Problem requirements: Across the listing below, how many lines contain the string "ChannelMap"? Only the number is needed.

•••

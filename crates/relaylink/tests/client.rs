//! Integration tests for the client role: connect outcomes, identity
//! binding, and disconnect in both directions.

use std::time::Duration;

use relaylink::prelude::*;
use relaylink::protocol::{ChannelMap, ControlMessage, WireChannel};
use relaylink::transport::{
    RelayCloseCode, RelayEvent, RelaySession, TransportError,
};

const HOST: PeerId = PeerId(1);
const CLIENT: PeerId = PeerId(10);

// =========================================================================
// Helpers
// =========================================================================

fn config() -> RelayConfig {
    RelayConfig {
        connect_timeout_secs: 2,
        poll_jitter_us: 0,
        disconnect_grace_ms: 20,
        ..RelayConfig::default()
    }
}

async fn start_server(hub: &MemoryHub, max: usize) -> RelayServer {
    RelayServer::builder()
        .config(config())
        .max_connections(max)
        .listen(hub.relay(), HOST)
        .await
        .expect("server should listen")
}

fn control() -> WireChannel {
    ChannelMap::default().control_channel()
}

/// A host that is online but never runs the protocol.
fn silent_host(hub: &MemoryHub) -> RelaySession {
    let session = RelaySession::new(hub.relay());
    session.open(HOST).expect("host should open");
    session
}

async fn receive(conn: &PeerConnection) -> Option<QueuedMessage> {
    tokio::time::timeout(Duration::from_secs(1), conn.receive())
        .await
        .expect("receive should not hang")
}

// =========================================================================
// Tests
// =========================================================================

#[tokio::test(start_paused = true)]
async fn test_connect_succeeds_against_server() {
    let hub = MemoryHub::new();
    let _server = start_server(&hub, 2).await;

    let client = RelayClient::connect(hub.relay(), CLIENT, HOST, config())
        .await
        .expect("should connect");
    assert_eq!(client.host(), HOST);
    assert!(client.is_connected());
    assert!(client.is_running());
    assert_eq!(client.connection().peer_id(), HOST);
}

#[tokio::test(start_paused = true)]
async fn test_connect_times_out_when_host_is_silent() {
    let hub = MemoryHub::new();
    let host = silent_host(&hub);

    let started = tokio::time::Instant::now();
    let err = RelayClient::connect(hub.relay(), CLIENT, HOST, config())
        .await
        .unwrap_err();

    assert!(err.is_timeout(), "expected timeout, got {err}");
    assert!(matches!(
        err,
        RelaylinkError::Session(SessionError::Timeout { peer: HOST, after })
            if after == Duration::from_secs(2)
    ));
    assert!(started.elapsed() >= Duration::from_secs(2));
    // The client's relay session is gone, and only one Connect ever left.
    assert!(!hub.is_online(CLIENT));
    let connects = std::iter::from_fn(|| host.try_receive(control())).count();
    assert_eq!(connects, 1);
}

#[tokio::test(start_paused = true)]
async fn test_connect_times_out_when_host_is_offline() {
    let hub = MemoryHub::new();
    let err = RelayClient::connect(hub.relay(), CLIENT, HOST, config())
        .await
        .unwrap_err();
    assert!(err.is_timeout());
    assert!(!hub.is_online(CLIENT));
}

#[tokio::test(start_paused = true)]
async fn test_rejected_connect_reports_capacity() {
    let hub = MemoryHub::new();
    let _server = start_server(&hub, 1).await;
    let _first = RelayClient::connect(hub.relay(), PeerId(20), HOST, config())
        .await
        .expect("first client admitted");

    let started = tokio::time::Instant::now();
    let err = RelayClient::connect(hub.relay(), CLIENT, HOST, config())
        .await
        .unwrap_err();
    assert!(err.is_capacity(), "expected capacity error, got {err}");
    // Rejection is answered well before the timeout.
    assert!(started.elapsed() < Duration::from_secs(1));
    assert!(!hub.is_online(CLIENT));
}

#[tokio::test(start_paused = true)]
async fn test_local_id_already_in_use() {
    let hub = MemoryHub::new();
    let _server = start_server(&hub, 2).await;
    let taken = RelaySession::new(hub.relay());
    taken.open(CLIENT).unwrap();

    let err = RelayClient::connect(hub.relay(), CLIENT, HOST, config())
        .await
        .unwrap_err();
    assert!(matches!(
        err,
        RelaylinkError::Transport(TransportError::AlreadyOpen)
    ));
}

#[tokio::test(start_paused = true)]
async fn test_traffic_from_other_peers_is_ignored() {
    let hub = MemoryHub::new();
    let mut server = start_server(&hub, 2).await;
    let client = RelayClient::connect(hub.relay(), CLIENT, HOST, config())
        .await
        .expect("should connect");
    let conn = server.accept().await.expect("admitted");

    let stranger = RelaySession::new(hub.relay());
    stranger.open(PeerId(99)).unwrap();
    stranger.send(
        CLIENT,
        control(),
        Reliability::ReliableOrdered,
        &ControlMessage::Disconnect.encode(),
    );
    stranger.send(CLIENT, WireChannel(0), Reliability::ReliableOrdered, b"spoof");
    tokio::time::sleep(Duration::from_millis(20)).await;

    assert!(client.is_connected());
    assert_eq!(client.connection().queued(), 0);

    conn.send(LogicalChannel::RELIABLE, b"real").unwrap();
    let msg = receive(client.connection()).await.expect("host traffic");
    assert_eq!(msg.peer, HOST);
    assert_eq!(msg.payload, b"real");
}

#[tokio::test(start_paused = true)]
async fn test_relay_session_from_stranger_is_refused() {
    let hub = MemoryHub::new();
    let mut server = start_server(&hub, 2).await;
    let client = RelayClient::connect(hub.relay(), CLIENT, HOST, config())
        .await
        .expect("should connect");
    let conn = server.accept().await.expect("admitted");

    let stranger = RelaySession::new(hub.relay());
    stranger.open(PeerId(99)).unwrap();
    assert!(stranger.send(
        CLIENT,
        WireChannel(0),
        Reliability::ReliableOrdered,
        b"let me in"
    ));
    tokio::time::sleep(Duration::from_millis(20)).await;

    assert_eq!(
        stranger.poll_event(),
        Some(RelayEvent::ConnectionClosed {
            peer: CLIENT,
            code: RelayCloseCode::ClosedByPeer,
        })
    );
    assert_eq!(client.connection().state(), HandshakeState::Established);
    assert_eq!(client.connection().peer_id(), HOST);
    assert_eq!(client.connection().queued(), 0);

    conn.send(LogicalChannel::RELIABLE, b"host").unwrap();
    let msg = receive(client.connection()).await.expect("host traffic");
    assert_eq!(msg.peer, HOST);
}

#[tokio::test(start_paused = true)]
async fn test_local_disconnect_ends_connection() {
    let hub = MemoryHub::new();
    let server = start_server(&hub, 2).await;
    let client = RelayClient::connect(hub.relay(), CLIENT, HOST, config())
        .await
        .expect("should connect");

    client.disconnect().await;
    assert_eq!(
        client.connection().state(),
        HandshakeState::Closed(CloseReason::LocalDisconnect)
    );
    assert!(receive(client.connection()).await.is_none());
    let err = client
        .connection()
        .send(LogicalChannel::RELIABLE, b"late")
        .unwrap_err();
    assert!(matches!(err, SessionError::NotConnected(HOST)));

    tokio::time::sleep(Duration::from_millis(20)).await;
    assert_eq!(server.connection_count(), 0);
}

#[tokio::test(start_paused = true)]
async fn test_host_shutdown_closes_client() {
    let hub = MemoryHub::new();
    let server = start_server(&hub, 2).await;
    let client = RelayClient::connect(hub.relay(), CLIENT, HOST, config())
        .await
        .expect("should connect");

    let pending = {
        let conn = client.connection().clone();
        tokio::spawn(async move { conn.receive().await })
    };
    server.shutdown().await;

    let result = tokio::time::timeout(Duration::from_secs(1), pending)
        .await
        .expect("receive should unblock")
        .unwrap();
    assert!(result.is_none());
    assert!(!client.is_connected());
}

#[tokio::test(start_paused = true)]
async fn test_shutdown_takes_client_offline() {
    let hub = MemoryHub::new();
    let _server = start_server(&hub, 2).await;
    let client = RelayClient::connect(hub.relay(), CLIENT, HOST, config())
        .await
        .expect("should connect");

    assert!(hub.is_online(CLIENT));
    client.shutdown().await;
    assert!(!hub.is_online(CLIENT));
}

#[tokio::test(start_paused = true)]
async fn test_custom_channel_layout() {
    let hub = MemoryHub::new();
    let channels = vec![
        Reliability::ReliableOrdered,
        Reliability::ReliableUnordered,
        Reliability::Unreliable,
    ];
    let server_config = RelayConfig {
        channels: channels.clone(),
        ..config()
    };
    let mut server = RelayServer::builder()
        .config(server_config.clone())
        .listen(hub.relay(), HOST)
        .await
        .unwrap();
    let client = RelayClient::connect(hub.relay(), CLIENT, HOST, server_config)
        .await
        .expect("should connect");
    let conn = server.accept().await.expect("admitted");

    client.connection().send(LogicalChannel(2), b"third").unwrap();
    let msg = receive(&conn).await.expect("delivered");
    assert_eq!(msg.channel, LogicalChannel(2));
    assert_eq!(msg.payload, b"third");
}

•••

Solution to the problem: 2